Three Factors Bringing About Crisis in Germany
February 5, 2003
Faced with an aging population, an expanding bureaucracy and the costs of reunification, Germany is in a mess, writes Quentin Peel. What has brought matters to a head is the convergence of three factors which portend a crisis in government finance and the stifling of investment and innovation.
The first is the aging of the German population, which the country shares in common with the rest of Europe.
- This problem will place an ever-growing burden of social services, including pensions and old age care, on the backs of a shrinking workforce.
- The problem has been aggravated by the abnormally long time German students spend in education and the trend to increasingly early retirement, especially in eastern Germany.

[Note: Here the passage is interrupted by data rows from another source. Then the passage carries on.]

//! Decides whether a click on an anchor becomes a choreographed transition.
//!
//! The web layer extracts a [`LinkClick`] from the DOM event and the current
//! location; everything else here is pure so it can run on the host.

use url::{Position, Url};

/// The parts of an anchor click that matter for interception.
#[derive(Clone, Debug, Default, PartialEq, Eq)]
pub struct LinkClick {
    /// Raw `href` attribute, not the resolved property.
    pub href: Option<String>,
    pub target: Option<String>,
    pub download: bool,
    /// `MouseEvent.button`; 0 is the primary button.
    pub button: i16,
    /// Any of ctrl/meta/shift/alt held.
    pub modified: bool,
}

impl LinkClick {
    pub fn new(href: impl Into<String>) -> Self {
        Self {
            href: Some(href.into()),
            ..Self::default()
        }
    }
}

#[derive(Clone, Copy, Debug, PartialEq, Eq, Hash)]
pub enum IgnoreReason {
    MissingHref,
    Fragment,
    Mailto,
    NewContext,
    Download,
    ModifiedClick,
    Malformed,
    CrossOrigin,
    SamePage,
    ReducedMotion,
}

#[derive(Clone, Debug, PartialEq, Eq)]
pub enum Interception {
    /// Suppress default navigation and run the transition to this path.
    Transition(String),
    /// Leave the click to the browser.
    Ignore(IgnoreReason),
}

impl Interception {
    pub fn is_transition(&self) -> bool {
        matches!(self, Interception::Transition(_))
    }
}

fn opens_new_context(target: Option<&str>) -> bool {
    match target.map(str::trim) {
        None | Some("") => false,
        Some(t) => !t.eq_ignore_ascii_case("_self"),
    }
}

pub fn classify_click(click: &LinkClick, current: &Url) -> Interception {
    use IgnoreReason::*;

    let href = match click.href.as_deref().map(str::trim) {
        Some(h) if !h.is_empty() => h,
        _ => return Interception::Ignore(MissingHref),
    };
    if href.starts_with('#') {
        return Interception::Ignore(Fragment);
    }
    if href
        .get(..7)
        .is_some_and(|scheme| scheme.eq_ignore_ascii_case("mailto:"))
    {
        return Interception::Ignore(Mailto);
    }
    if opens_new_context(click.target.as_deref()) {
        return Interception::Ignore(NewContext);
    }
    if click.download {
        return Interception::Ignore(Download);
    }
    if click.modified || click.button != 0 {
        return Interception::Ignore(ModifiedClick);
    }
    let resolved = match current.join(href) {
        Ok(u) => u,
        Err(e) => {
            log::debug!("[nav] not intercepting malformed href {:?}: {}", href, e);
            return Interception::Ignore(Malformed);
        }
    };
    if resolved.origin() != current.origin() {
        return Interception::Ignore(CrossOrigin);
    }
    if resolved[..Position::AfterQuery] == current[..Position::AfterQuery] {
        return Interception::Ignore(SamePage);
    }
    Interception::Transition(resolved[Position::BeforePath..].to_owned())
}

#[cfg(test)]
mod tests {
    use super::*;

    #[test]
    fn keeps_query_and_fragment() {
        let here = Url::parse("https://example.com/").unwrap();
        let c = LinkClick::new("/news?page=2#top");
        assert_eq!(
            classify_click(&c, &here),
            Interception::Transition("/news?page=2#top".into())
        );
    }
}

The second factor has been the inexorable growth of the welfare state bureaucracy, combined with a traditional inclination to set everything in rules and regulations -- particularly the labor market.
The third has been the dramatic cost and effect of German unification, compounded by a succession of policy mistakes by successive governments.
To avert catastrophe, one official caution the following changes must occur:
- Reforms to promote population growth, particularly policies that help younger men and women to raise children, including changing school hours (which currently end at 1 pm every day).
- Radically trim the cost of the federal welfare state budget.
Further complicating the matter is that welfare reform is decidedly unpopular. Also, vested interests are already rushing to defend Germany's lavish health services -- and there is popular support for them.
Source: Quentin Peel, "Comment & Analysis: The economy is burdened by an aging population, bureaucracy and the costs of unification. But change will not come easily while most voters feel content," Financial Times, January 31, 2003.